In a nuclear reactor you start off with a big lump of uranium (usually uranium 235) in the form of fuel rods, and the fission process creates lots of other elements, most of which are not found in nature. The most abundant fission elements (such as cesium) are in the main beta emitters; ie, the radiation they give off is in the form of beta rays that can penetrate the human body, which makes them quite dangerous. However, the real nasties are the alpha emitters, which are found in much lesser quantities but make up for it by how lethal they are. There are lots of different alpha emitters, but I’ll take the one that most folks are familiar with: plutonium. Named after the planet Pluto, which itself is named after the God of the Underworld, plutonium is one of the most deadly substances on Earth. It’s not deadly in the sense of airborn ionising radiation.

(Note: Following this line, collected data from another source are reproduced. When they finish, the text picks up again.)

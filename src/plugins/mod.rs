//! Feature plugins.

use bevy::prelude::*;

pub mod combat;
pub mod core;
pub mod enemies;
pub mod gimmicks;
pub mod navigation;
pub mod physics;
pub mod player;
pub mod world;

// Render-only
pub mod camera;

/// Register gameplay plugins that work in headless tests.
pub fn register_gameplay(app: &mut App) {
    core::plugin(app);
    physics::plugin(app);
    combat::plugin(app);
    navigation::plugin(app);
    world::plugin(app);
    player::plugin(app);
    enemies::plugin(app);
    gimmicks::plugin(app);
}

/// Register render-only plugins (requires DefaultPlugins / render infra).
pub fn register_render(app: &mut App) {
    camera::plugin(app);
}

Alpha rays don’t reach very far and can’t penetrate a piece of paper and are stopped by a few centimetres of air (you can stand relatively close to an alpha source and be quite safe). It’s deadly because alpha rays are very, very energetic (ie, very, very radioactive) and plutonium isotopes have incredibly long half-lifes. The two best known, because they are used as fuel for nuclear bombs, are plutonium 239 (with a half-life of 24,000 years), and plutonium 240 (with a half-life of 6,500 years). The point about alpha emitters, and in particular plutonium, is that if they get inside your body your chances aren’t good. It’s not just the fact that you’ve got a very energetic/radioactive and long lived isotope nestled up against your cells, but also that plutonium is a highly toxic heavy metal.

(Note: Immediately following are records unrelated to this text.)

//! Tunable gameplay constants.
//!
//! Gameplay distances are authored in tiles and converted to world pixels with
//! `Tunables::tile_size`. Nothing here is parsed from disk.

use bevy::prelude::*;

/// Newtype for durations in seconds.
///
/// Clamped to be non-negative on construction so timers never run backwards.
#[derive(Clone, Copy, Debug, Default, PartialEq, PartialOrd)]
pub struct Seconds(f32);

impl Seconds {
    #[inline]
    pub fn new(v: f32) -> Self {
        Self(v.max(0.0))
    }
    #[inline]
    pub fn get(self) -> f32 {
        self.0
    }
}

#[derive(Resource, Debug, Clone)]
pub struct Tunables {
    pub pixels_per_meter: f32,
    /// World pixels per grid cell. Also the unit AI profiles are authored in.
    pub tile_size: f32,
    pub player_speed: f32,
    pub drill_speed: f32,
    pub drill_radius: f32,
    pub drill_damage: i32,
    pub drill_interval: Seconds,
    pub player_max_hp: i32,
    pub player_iframes: Seconds,
}

impl Tunables {
    /// Convert a distance authored in tiles to world pixels.
    #[inline]
    pub fn tiles(&self, v: f32) -> f32 {
        v * self.tile_size
    }
}

impl Default for Tunables {
    fn default() -> Self {
        Self {
            pixels_per_meter: 20.0,
            tile_size: 32.0,
            player_speed: 160.0,
            drill_speed: 256.0,
            drill_radius: 12.8,
            drill_damage: 1,
            drill_interval: Seconds::new(0.2),
            player_max_hp: 3,
            player_iframes: Seconds::new(0.15),
        }
    }
}

/// Shared look of damage feedback.
#[derive(Resource, Debug, Clone)]
pub struct VisualSettings {
    pub flash_color: Color,
    pub flash_duration: Seconds,
}

impl Default for VisualSettings {
    fn default() -> Self {
        Self {
            flash_color: Color::srgb(1.0, 0.0, 0.0),
            flash_duration: Seconds::new(0.1),
        }
    }
}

Ralph Nader, the American political activist, once famously said that one pound (roughly half a kilo) of plutonium dust spread evenly in the atmosphere would be enough to kill 8 billion people. That claim is often disputed, yet even the nuke brigade don’t shy away from how lethal plutonium is; which brings me back to what’s happening at Fukushima: a Mark 1 Boiling Water Reactor contains 180 tons of fuel, and during its cycle this fuel will produce 700 kilograms of plutonium (here). There are three reactors that have melted down at Fukushima and in total they contain something like 2,100 kilograms of plutonium (reactor No.3 does in fact contain a higher than average level of plutonium, but I’m trying to keep the figures simple). One microgram of plutonium is enough to kill a human if it gets inside the body. There are more than 2 billion micrograms inside those three melted reactor cores, and it looks like much of it is going into the Pacific Ocean, and thence into the food chain; and remember, I’m talking only about plutonium here: there’s a whole host of other nasties in the devil’s brew.